Quickly choosing the best neural network architecture for a specific mobile device is a difficult task. The computing power of cheap and expensive smartphones varies significantly, so it is impossible to find a single universal neural network with high accuracy and acceptable performance for all devices.
For October 2023, there are different architectures, but they cannot be adapted for a specific device. The advantages of this technique are that it is easy to integrate into any technique and does not need to be trained from scratch. The device will send information about the operating time of each layer of the neural network to the server, and it will send an optimal model for it in response.
When installed on a smartphone, a special application analyzes the technical capabilities of a specific device, and then the most accurate subnet is selected from the trained neural network SuperNet using the proposed algorithm, which will analyze the face image in a given time on this device. The presence of an already trained neural network, several subnets and a demonstration application for Android facilitates the practical implementation of the proposed framework, "says study co-author Ilya Makarov, director of the artificial intelligence center NUST MISIS, head of the AI in Industry group of the Institute of Artificial Intelligence AIRI. |
One of the most difficult tasks pattern recognition is the tasks of checking and identifying persons. In typical scenarios, the training set contains a small number of photos for each person of interest. For October 2023, these problems are solved by extracting features, or descriptors, using a deep neural network previously trained on large external sets. Unfortunately, data even modern facial descriptors are characterized by racial bias, low accuracy in low light and often require repeated. identifications It is almost impossible to train a universal face descriptor that could be used for real-time facial recognition with high accuracy across all devices. One of the potential solutions is to use a neural architecture search engine to correctly select a neural network for a specific device and automatic (machine learning AutoML) methods.

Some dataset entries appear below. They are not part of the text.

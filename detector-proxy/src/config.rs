//! Configuration for the detector proxy.

use std::str::FromStr;
use std::time::Duration;

use axum::http::HeaderValue;
use config::{Config as ConfigLoader, Environment, File, Map};
use serde::Deserialize;

/// Origins allowed to call the proxy when `CORS_ORIGINS` is not set.
pub const DEFAULT_CORS_ORIGINS: [&str; 3] = [
    "http://127.0.0.1:5500",
    "http://localhost:5500",
    "http://localhost:3000",
];

/// Immutable configuration, built once at startup and shared with handlers.
#[derive(Debug, Clone)]
pub struct Config {
    pub server: ServerConfig,
    pub watson: WatsonConfig,
    /// Browser origins allowed by CORS.
    pub cors_origins: Vec<String>,
}

#[derive(Debug, Clone)]
pub struct ServerConfig {
    pub host: String,
    pub port: u16,
}

impl Default for ServerConfig {
    fn default() -> Self {
        Self {
            host: default_host(),
            port: default_port(),
        }
    }
}

/// Upstream Watson services and the credential used against them.
#[derive(Debug, Clone)]
pub struct WatsonConfig {
    pub api_key: String,
    /// Scoring endpoint of the deployed classifier.
    pub scoring_url: String,
    /// IAM endpoint exchanging the API key for a bearer token.
    pub token_url: String,
    pub predict_timeout: Duration,
    pub token_timeout: Duration,
}

#[derive(Debug, thiserror::Error)]
pub enum ConfigError {
    #[error("Missing required environment variable: {0}")]
    MissingEnvVar(&'static str),
    #[error("Invalid configuration: {0}")]
    Invalid(String),
    #[error(transparent)]
    Source(#[from] config::ConfigError),
}

/// Flat view of the sources before validation; keys are lowercased env names.
#[derive(Debug, Deserialize)]
struct RawConfig {
    #[serde(default)]
    ibm_api_key: Option<String>,
    #[serde(default)]
    watson_ml_url: Option<String>,
    #[serde(default)]
    iam_token_url: Option<String>,
    #[serde(default)]
    host: Option<String>,
    #[serde(default)]
    port: Option<String>,
    #[serde(default)]
    cors_origins: Option<String>,
    #[serde(default)]
    predict_timeout_secs: Option<String>,
    #[serde(default)]
    token_timeout_secs: Option<String>,
}

// Default values
fn default_host() -> String {
    "0.0.0.0".to_string()
}
fn default_port() -> u16 {
    3001
}
fn default_timeout_secs() -> u64 {
    30
}

impl Config {
    /// Load configuration from file and environment variables.
    ///
    /// Configuration sources (in order of precedence):
    /// 1. Environment variables (IBM_API_KEY, WATSON_ML_URL, ...)
    /// 2. config.toml file (if present)
    /// 3. Built-in defaults
    pub fn load() -> Result<Self, ConfigError> {
        Self::from_environment(Environment::default())
    }

    /// Load configuration from an explicit set of variables instead of the
    /// process environment.
    pub fn from_vars(vars: Map<String, String>) -> Result<Self, ConfigError> {
        Self::from_environment(Environment::default().source(Some(vars)))
    }

    fn from_environment(env: Environment) -> Result<Self, ConfigError> {
        // Defaults are applied in `validate` so that empty values fall back too
        let raw: RawConfig = ConfigLoader::builder()
            // Load from config.toml if exists
            .add_source(File::with_name("config").required(false))
            .add_source(env)
            .build()?
            .try_deserialize()?;

        raw.validate()
    }
}

impl RawConfig {
    fn validate(self) -> Result<Config, ConfigError> {
        let api_key = required(self.ibm_api_key, "IBM_API_KEY")?;
        let scoring_url = required(self.watson_ml_url, "WATSON_ML_URL")?;
        let token_url = required(self.iam_token_url, "IAM_TOKEN_URL")?;

        let mut server = ServerConfig::default();
        if let Some(host) = optional(self.host) {
            server.host = host;
        }
        server.port = parse_or(self.port, "PORT", default_port())?;

        let predict_timeout_secs = parse_or(
            self.predict_timeout_secs,
            "PREDICT_TIMEOUT_SECS",
            default_timeout_secs(),
        )?;
        let token_timeout_secs =
            parse_or(self.token_timeout_secs, "TOKEN_TIMEOUT_SECS", default_timeout_secs())?;

        if predict_timeout_secs == 0 || token_timeout_secs == 0 {
            return Err(ConfigError::Invalid(
                "timeouts must be at least one second".to_string(),
            ));
        }

        let cors_origins = match optional(self.cors_origins) {
            Some(list) => parse_origins(&list)?,
            None => DEFAULT_CORS_ORIGINS.iter().map(|o| o.to_string()).collect(),
        };

        Ok(Config {
            server,
            watson: WatsonConfig {
                api_key,
                scoring_url,
                token_url,
                predict_timeout: Duration::from_secs(predict_timeout_secs),
                token_timeout: Duration::from_secs(token_timeout_secs),
            },
            cors_origins,
        })
    }
}

/// Trimmed value, or `None` when unset or empty.
fn optional(value: Option<String>) -> Option<String> {
    value
        .map(|v| v.trim().to_string())
        .filter(|v| !v.is_empty())
}

fn parse_or<T: FromStr>(value: Option<String>, name: &str, default: T) -> Result<T, ConfigError> {
    match optional(value) {
        Some(v) => v
            .parse()
            .map_err(|_| ConfigError::Invalid(format!("{} is not a valid number: {}", name, v))),
        None => Ok(default),
    }
}

/// Unset and empty values are both treated as missing.
fn required(value: Option<String>, name: &'static str) -> Result<String, ConfigError> {
    optional(value).ok_or(ConfigError::MissingEnvVar(name))
}

/// Origins must be usable as `Access-Control-Allow-Origin` values.
fn parse_origins(list: &str) -> Result<Vec<String>, ConfigError> {
    list.split(',')
        .map(str::trim)
        .filter(|o| !o.is_empty())
        .map(|o| {
            let origin = o.trim_end_matches('/');
            HeaderValue::from_str(origin)
                .map(|_| origin.to_string())
                .map_err(|_| ConfigError::Invalid(format!("invalid CORS origin: {}", o)))
        })
        .collect()
}

#[cfg(test)]
mod tests {
    use super::*;

    fn vars(pairs: &[(&str, &str)]) -> Map<String, String> {
        pairs
            .iter()
            .map(|(k, v)| (k.to_string(), v.to_string()))
            .collect()
    }

    fn required_vars() -> Vec<(&'static str, &'static str)> {
        vec![
            ("IBM_API_KEY", "test-key-0123456789"),
            ("WATSON_ML_URL", "https://ml.example.com/v4/deployments/x/predictions"),
            ("IAM_TOKEN_URL", "https://iam.example.com/identity/token"),
        ]
    }

    #[test]
    fn test_default_server_config() {
        let server = ServerConfig::default();
        assert_eq!(server.host, "0.0.0.0");
        assert_eq!(server.port, 3001);
    }

    #[test]
    fn test_load_with_required_vars_uses_defaults() {
        let config = Config::from_vars(vars(&required_vars())).unwrap();
        assert_eq!(config.watson.api_key, "test-key-0123456789");
        assert_eq!(config.server.port, 3001);
        assert_eq!(config.watson.predict_timeout, Duration::from_secs(30));
        assert_eq!(config.watson.token_timeout, Duration::from_secs(30));
        assert_eq!(config.cors_origins, DEFAULT_CORS_ORIGINS.to_vec());
    }

    #[test]
    fn test_each_required_var_is_enforced() {
        for missing in ["IBM_API_KEY", "WATSON_ML_URL", "IAM_TOKEN_URL"] {
            let pairs: Vec<_> = required_vars()
                .into_iter()
                .filter(|(k, _)| *k != missing)
                .collect();
            let err = Config::from_vars(vars(&pairs)).unwrap_err();
            match err {
                ConfigError::MissingEnvVar(name) => assert_eq!(name, missing),
                other => panic!("unexpected error: {other}"),
            }
        }
    }

    #[test]
    fn test_empty_value_counts_as_missing() {
        let mut pairs = required_vars();
        pairs[0] = ("IBM_API_KEY", "");
        let err = Config::from_vars(vars(&pairs)).unwrap_err();
        assert!(matches!(err, ConfigError::MissingEnvVar("IBM_API_KEY")));
    }

    #[test]
    fn test_overrides() {
        let mut pairs = required_vars();
        pairs.push(("PORT", "8088"));
        pairs.push(("PREDICT_TIMEOUT_SECS", "5"));
        pairs.push(("CORS_ORIGINS", "https://app.example.com/, http://localhost:8000"));
        let config = Config::from_vars(vars(&pairs)).unwrap();
        assert_eq!(config.server.port, 8088);
        assert_eq!(config.watson.predict_timeout, Duration::from_secs(5));
        assert_eq!(
            config.cors_origins,
            vec!["https://app.example.com", "http://localhost:8000"]
        );
    }

    #[test]
    fn test_empty_optional_vars_use_defaults() {
        let mut pairs = required_vars();
        pairs.push(("PORT", ""));
        pairs.push(("HOST", " "));
        pairs.push(("PREDICT_TIMEOUT_SECS", ""));
        pairs.push(("TOKEN_TIMEOUT_SECS", ""));
        pairs.push(("CORS_ORIGINS", ""));
        let config = Config::from_vars(vars(&pairs)).unwrap();
        assert_eq!(config.server.port, 3001);
        assert_eq!(config.server.host, "0.0.0.0");
        assert_eq!(config.watson.predict_timeout, Duration::from_secs(30));
        assert_eq!(config.watson.token_timeout, Duration::from_secs(30));
        assert_eq!(config.cors_origins, DEFAULT_CORS_ORIGINS.to_vec());
    }

    #[test]
    fn test_invalid_port_is_rejected() {
        let mut pairs = required_vars();
        pairs.push(("PORT", "not-a-port"));
        let err = Config::from_vars(vars(&pairs)).unwrap_err();
        assert!(matches!(err, ConfigError::Invalid(_)));
    }

    #[test]
    fn test_invalid_origin_is_rejected() {
        let mut pairs = required_vars();
        pairs.push(("CORS_ORIGINS", "http://localhost:3000,bad\norigin"));
        let err = Config::from_vars(vars(&pairs)).unwrap_err();
        assert!(matches!(err, ConfigError::Invalid(_)));
    }

    #[test]
    fn test_zero_timeout_is_rejected() {
        let mut pairs = required_vars();
        pairs.push(("TOKEN_TIMEOUT_SECS", "0"));
        let err = Config::from_vars(vars(&pairs)).unwrap_err();
        assert!(matches!(err, ConfigError::Invalid(_)));
    }
}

We did not make a product, but an open technology that everyone can use. Imagine that you have lots of a million tablets on which you need to install a module for identifying faces. They have specific microchips and certain technical capacities. You can take one device out of the box, install our application, which will determine the most suitable model, which will be suitable for this particular tablet model and will recognize faces in 5.10 or 20 milliseconds. By the way, we solve the problem of not only identification, but also verification of persons, - explained the head of the study Andrei Savchenko, deputy director of the artificial intelligence center NUST MISIS. |
The code is posted in the public domain, any interested person will be able to install and test this system.